J'allais retrouver L.

C'était un mélange grisant d'excitation et de peur. Moi, quinze ans, en route pour la Suisse, seule, avec pour seul objectif de revoir un garçon que je n'avais pas vu depuis trois mois. C'était dingue. Audacieux. Et terriblement euphorique.

J'avais ce sentiment de liberté et d'indépendance qui m'habitait depuis toujours. Cette envie de briser les limites, de m'affranchir des attentes. Ce voyage, je le faisais pour lui, mais aussi pour moi. Pour prouver quelque chose, peut-être, à moi-même.

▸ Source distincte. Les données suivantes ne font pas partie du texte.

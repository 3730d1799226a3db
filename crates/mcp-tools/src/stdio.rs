//! Newline-delimited JSON-RPC loop over stdin/stdout. All logging for
//! this transport must land on stderr; nothing but RPC envelopes ever
//! touches stdout.

use crate::protocol::{RpcRequest, RpcResponse};
use crate::tools::{dispatch, TOOL_NAMES};
use noetic_core::NoeticService;
use serde_json::{json, Value};
use tokio::io::{AsyncBufReadExt, AsyncWriteExt, BufReader};
use tracing::{info, warn};

pub async fn serve(service: &NoeticService) -> anyhow::Result<()> {
    if let Some(root) = std::env::var("NOETIC_WORKSPACE_ROOT").ok().filter(|s| !s.is_empty()) {
        noetic_common::namespace::set_workspace_root(root);
    }

    let stdin = tokio::io::stdin();
    let mut stdout = tokio::io::stdout();
    let mut lines = BufReader::new(stdin).lines();

    info!("stdio transport ready, {} tools registered", TOOL_NAMES.len());

    while let Some(line) = lines.next_line().await? {
        if line.trim().is_empty() {
            continue;
        }
        let response = handle_line(service, &line).await;
        let mut payload = serde_json::to_vec(&response)?;
        payload.push(b'\n');
        stdout.write_all(&payload).await?;
        stdout.flush().await?;
    }
    Ok(())
}

async fn handle_line(service: &NoeticService, line: &str) -> RpcResponse {
    let request: RpcRequest = match serde_json::from_str(line) {
        Ok(r) => r,
        Err(e) => {
            warn!(error = %e, "malformed JSON-RPC line");
            return RpcResponse { jsonrpc: "2.0", id: Value::Null, result: None, error: Some(crate::protocol::RpcError { code: -32700, message: e.to_string() }) };
        }
    };
    let id = request.id.unwrap_or(Value::Null);

    if request.method == "tools/list" {
        return RpcResponse::ok(id, json!({ "tools": TOOL_NAMES }));
    }

    if !TOOL_NAMES.contains(&request.method.as_str()) {
        return RpcResponse::method_not_found(id, &request.method);
    }

    match dispatch(service, &request.method, request.params).await {
        Ok(result) => RpcResponse::ok(id, result),
        Err(e) => RpcResponse::err(id, &e),
    }
}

Dans le train, pourtant, mes pensées tournaient en boucle, intenses et chaotiques. Sera-t-il là, sur le quai, quand j'arriverai ? Et si ce n'était qu'un rêve ? Si je descendais du train, seule, et qu'il ne venait pas ? Comment expliquerais-je cela à ma mère ?

Et puis... Et si tout avait changé ? L était-il toujours le même que cet été ? Me regarderait-il encore avec ce mélange d'intensité et de douceur qui m'avait fait chavirer ? Et si, maintenant, il me trouvait banale ? Trop jeune ? Trop... autre ?

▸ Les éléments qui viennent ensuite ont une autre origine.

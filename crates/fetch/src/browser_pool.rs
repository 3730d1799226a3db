//! `BrowserPool`: a bounded, reusable pool of headless-Chromium instances.

use chromiumoxide::{Browser, BrowserConfig};
use futures::StreamExt;
use noetic_common::{Error, Result};
use std::collections::VecDeque;
use std::sync::Arc;
use std::time::Duration;
use tokio::sync::{Mutex, Semaphore};
use tracing::{info, instrument, warn};

pub struct PooledBrowser {
    pub browser: Browser,
    healthy: bool,
}

pub struct BrowserPool {
    capacity: usize,
    chromium_path: Option<String>,
    proxy_url: Option<String>,
    idle: Mutex<VecDeque<PooledBrowser>>,
    permits: Arc<Semaphore>,
}

impl BrowserPool {
    #[must_use]
    pub fn new(capacity: usize, chromium_path: Option<String>, proxy_url: Option<String>) -> Self {
        Self {
            capacity,
            chromium_path,
            proxy_url,
            idle: Mutex::new(VecDeque::new()),
            permits: Arc::new(Semaphore::new(capacity)),
        }
    }

    fn build_config(&self) -> Result<BrowserConfig> {
        let mut builder = BrowserConfig::builder().args(vec![
            "--disable-blink-features=AutomationControlled",
            "--disable-infobars",
            "--no-sandbox",
        ]);
        if let Some(path) = &self.chromium_path {
            builder = builder.chrome_executable(path);
        }
        if let Some(proxy) = &self.proxy_url {
            builder = builder.args(vec![format!("--proxy-server={proxy}")]);
        }
        builder.build().map_err(|e| Error::ProviderUnavailable(format!("browser config: {e}")))
    }

    /// Returns a healthy browser from the idle pool, or launches a new one
    /// within capacity, or waits up to `timeout` for a release.
    #[instrument(skip(self))]
    pub async fn acquire(&self, timeout: Duration) -> Result<PooledBrowser> {
        {
            let mut idle = self.idle.lock().await;
            while let Some(candidate) = idle.pop_front() {
                if candidate.healthy {
                    return Ok(candidate);
                }
            }
        }

        let permit = tokio::time::timeout(timeout, self.permits.clone().acquire_owned())
            .await
            .map_err(|_| Error::ProviderUnavailable("browser pool acquire timed out".to_string()))?
            .map_err(|_| Error::ProviderUnavailable("browser pool closed".to_string()))?;
        permit.forget();

        let config = self.build_config()?;
        let (browser, mut handler) = Browser::launch(config)
            .await
            .map_err(|e| Error::ProviderUnavailable(format!("chromium launch failed: {e}")))?;
        tokio::spawn(async move { while handler.next().await.is_some() {} });

        Ok(PooledBrowser { browser, healthy: true })
    }

    /// Returns a browser to the idle pool, or closes it if the pool is
    /// at capacity or the browser is unhealthy.
    #[instrument(skip(self, pooled))]
    pub async fn release(&self, mut pooled: PooledBrowser, healthy: bool) {
        pooled.healthy = healthy;
        if !healthy {
            if let Err(e) = pooled.browser.close().await {
                warn!(error = %e, "failed closing unhealthy browser");
            }
            self.permits.add_permits(1);
            return;
        }

        let mut idle = self.idle.lock().await;
        if idle.len() >= self.capacity {
            drop(idle);
            let _ = pooled.browser.close().await;
            self.permits.add_permits(1);
        } else {
            idle.push_back(pooled);
        }
    }

    #[instrument(skip(self))]
    pub async fn close(&self) {
        let mut idle = self.idle.lock().await;
        while let Some(mut pooled) = idle.pop_front() {
            let _ = pooled.browser.close().await;
        }
        info!("browser pool closed");
    }
}
//! MCP stdio transport: a hand-rolled newline-delimited JSON-RPC loop
//! dispatching the fixed tool table onto `noetic-core`.

pub mod protocol;
pub mod stdio;
pub mod tools;

pub use stdio::serve;
pub use tools::{dispatch, TOOL_NAMES};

Mais avant que mes pensées ne puissent me dévorer entièrement, la voix mécanique du train retentit :

— Vous êtes arrivés à Genève, terminus du train. Tous les voyageurs descendent de voiture. Assurez-vous que vous n'avez rien oublié dans le train.

La seule chose que j'avais laissée derrière moi, c'était mes doutes. Ou du moins, j'essayais.

Retrouvailles

Mon cœur battait à toute allure alors que je descendais du train, ma valise serrée dans une main. Les quais étaient bondés, les visages flous, la lumière froide des néons illuminant la scène comme un décor de théâtre. Je balayais la foule du regard, à la recherche de lui.

Et puis, je le vis.

L, entouré de quelques amis, un sourire éclatant sur le visage. Je ne pus m'empêcher de sourire à mon tour. Un sourire large, incontrôlable. J'avais envie de rire, de pleurer, de courir vers lui. Je m'approchai, et avant même que je puisse dire un mot, il me prit dans ses bras.

Son étreinte était familière, réconfortante, comme si ces trois mois n'avaient été qu'un battement de cils. Et puis, il m'embrassa. Ce baiser était doux, pressé, comme si nous n'avions jamais été séparés. Tout semblait naturel, évident.

Il m'expliqua rapidement que nous devions passer la soirée avec ses amis. Sa mère, absente, ne reviendrait que la veille de mon départ. Cette idée me troubla un instant. Allions-nous passer ces jours seuls, ensemble, sous le même toit ? J'essayai de ne pas y penser. Pour l'instant, je voulais juste savourer l'instant.

Première soirée suisse

La soirée avec ses amis fut une plongée dans un univers nouveau. Nous étions dans un petit bar, un de ces lieux typiques et chaleureux, où la lumière tamisée et les rires semblaient effacer le froid de l'hiver. L et ses amis étaient drôles, accueillants, mais je me sentais tout de même légèrement étrangère. 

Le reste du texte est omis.